## What the task asks
The reply to the records below should contain exactly the lines from the line with "use super::*;" through the line with "for c in &mut", and nothing besides.

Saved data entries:

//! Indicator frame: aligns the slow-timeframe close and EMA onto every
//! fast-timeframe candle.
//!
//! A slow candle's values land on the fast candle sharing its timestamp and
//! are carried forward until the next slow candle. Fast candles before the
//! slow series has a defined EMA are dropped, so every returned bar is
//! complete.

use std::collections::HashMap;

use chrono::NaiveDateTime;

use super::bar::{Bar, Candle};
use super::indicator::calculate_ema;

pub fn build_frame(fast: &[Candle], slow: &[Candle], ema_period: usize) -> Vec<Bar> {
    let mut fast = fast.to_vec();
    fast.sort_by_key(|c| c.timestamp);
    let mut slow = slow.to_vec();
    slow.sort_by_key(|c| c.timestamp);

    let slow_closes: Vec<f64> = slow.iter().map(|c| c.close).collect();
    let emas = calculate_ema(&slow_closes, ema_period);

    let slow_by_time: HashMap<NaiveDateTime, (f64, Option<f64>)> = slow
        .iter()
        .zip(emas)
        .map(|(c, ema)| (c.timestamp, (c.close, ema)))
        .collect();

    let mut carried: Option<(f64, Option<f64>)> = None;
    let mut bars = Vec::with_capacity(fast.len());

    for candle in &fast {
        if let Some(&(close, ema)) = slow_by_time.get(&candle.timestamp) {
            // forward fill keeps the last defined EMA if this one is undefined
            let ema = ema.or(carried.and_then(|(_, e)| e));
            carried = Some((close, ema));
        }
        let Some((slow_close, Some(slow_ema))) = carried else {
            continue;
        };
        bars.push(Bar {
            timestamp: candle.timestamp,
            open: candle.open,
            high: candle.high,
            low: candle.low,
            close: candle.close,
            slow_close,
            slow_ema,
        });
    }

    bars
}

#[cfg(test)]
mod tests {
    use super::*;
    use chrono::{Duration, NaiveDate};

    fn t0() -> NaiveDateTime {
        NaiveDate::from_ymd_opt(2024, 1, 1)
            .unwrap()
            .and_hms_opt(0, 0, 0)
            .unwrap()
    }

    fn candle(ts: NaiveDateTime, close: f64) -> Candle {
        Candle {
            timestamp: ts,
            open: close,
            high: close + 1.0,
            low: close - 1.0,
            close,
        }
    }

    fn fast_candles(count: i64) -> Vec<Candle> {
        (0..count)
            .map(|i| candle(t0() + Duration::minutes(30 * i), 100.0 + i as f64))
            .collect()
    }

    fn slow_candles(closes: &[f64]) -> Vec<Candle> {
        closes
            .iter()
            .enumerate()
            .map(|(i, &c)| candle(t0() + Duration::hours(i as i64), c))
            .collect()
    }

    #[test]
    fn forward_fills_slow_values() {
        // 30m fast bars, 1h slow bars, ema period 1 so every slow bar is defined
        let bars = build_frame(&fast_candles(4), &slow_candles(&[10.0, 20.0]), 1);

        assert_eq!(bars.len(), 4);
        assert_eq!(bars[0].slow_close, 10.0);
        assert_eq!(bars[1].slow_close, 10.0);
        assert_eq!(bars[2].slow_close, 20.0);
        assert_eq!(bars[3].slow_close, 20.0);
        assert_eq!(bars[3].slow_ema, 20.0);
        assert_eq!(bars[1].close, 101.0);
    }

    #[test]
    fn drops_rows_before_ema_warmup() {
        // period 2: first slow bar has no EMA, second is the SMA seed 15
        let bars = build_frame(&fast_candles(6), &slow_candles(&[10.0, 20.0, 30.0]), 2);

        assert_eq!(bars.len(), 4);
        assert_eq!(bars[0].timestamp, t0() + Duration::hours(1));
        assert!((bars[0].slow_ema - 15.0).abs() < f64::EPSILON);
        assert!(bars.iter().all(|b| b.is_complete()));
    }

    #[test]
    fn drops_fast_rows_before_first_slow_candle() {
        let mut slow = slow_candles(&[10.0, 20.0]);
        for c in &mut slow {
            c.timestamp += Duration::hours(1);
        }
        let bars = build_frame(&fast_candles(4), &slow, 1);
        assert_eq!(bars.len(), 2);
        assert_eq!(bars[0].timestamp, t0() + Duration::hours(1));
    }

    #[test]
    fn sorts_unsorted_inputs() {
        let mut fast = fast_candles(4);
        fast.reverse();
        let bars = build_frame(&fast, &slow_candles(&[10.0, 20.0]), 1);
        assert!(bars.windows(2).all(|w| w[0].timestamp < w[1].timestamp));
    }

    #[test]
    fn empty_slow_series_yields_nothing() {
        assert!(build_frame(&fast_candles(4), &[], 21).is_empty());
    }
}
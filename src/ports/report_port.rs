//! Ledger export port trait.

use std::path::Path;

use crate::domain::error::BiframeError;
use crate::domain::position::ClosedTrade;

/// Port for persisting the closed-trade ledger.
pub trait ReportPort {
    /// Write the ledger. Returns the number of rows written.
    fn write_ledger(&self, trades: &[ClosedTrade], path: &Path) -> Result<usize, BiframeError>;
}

## Completed exercise
    use super::*;
    use chrono::{Duration, NaiveDate};

    fn t0() -> NaiveDateTime {
        NaiveDate::from_ymd_opt(2024, 1, 1)
            .unwrap()
            .and_hms_opt(0, 0, 0)
            .unwrap()
    }

    fn candle(ts: NaiveDateTime, close: f64) -> Candle {
        Candle {
            timestamp: ts,
            open: close,
            high: close + 1.0,
            low: close - 1.0,
            close,
        }
    }

    fn fast_candles(count: i64) -> Vec<Candle> {
        (0..count)
            .map(|i| candle(t0() + Duration::minutes(30 * i), 100.0 + i as f64))
            .collect()
    }

    fn slow_candles(closes: &[f64]) -> Vec<Candle> {
        closes
            .iter()
            .enumerate()
            .map(|(i, &c)| candle(t0() + Duration::hours(i as i64), c))
            .collect()
    }

    #[test]
    fn forward_fills_slow_values() {
        // 30m fast bars, 1h slow bars, ema period 1 so every slow bar is defined
        let bars = build_frame(&fast_candles(4), &slow_candles(&[10.0, 20.0]), 1);

        assert_eq!(bars.len(), 4);
        assert_eq!(bars[0].slow_close, 10.0);
        assert_eq!(bars[1].slow_close, 10.0);
        assert_eq!(bars[2].slow_close, 20.0);
        assert_eq!(bars[3].slow_close, 20.0);
        assert_eq!(bars[3].slow_ema, 20.0);
        assert_eq!(bars[1].close, 101.0);
    }

    #[test]
    fn drops_rows_before_ema_warmup() {
        // period 2: first slow bar has no EMA, second is the SMA seed 15
        let bars = build_frame(&fast_candles(6), &slow_candles(&[10.0, 20.0, 30.0]), 2);

        assert_eq!(bars.len(), 4);
        assert_eq!(bars[0].timestamp, t0() + Duration::hours(1));
        assert!((bars[0].slow_ema - 15.0).abs() < f64::EPSILON);
        assert!(bars.iter().all(|b| b.is_complete()));
    }

    #[test]
    fn drops_fast_rows_before_first_slow_candle() {
        let mut slow = slow_candles(&[10.0, 20.0]);
        for c in &mut slow {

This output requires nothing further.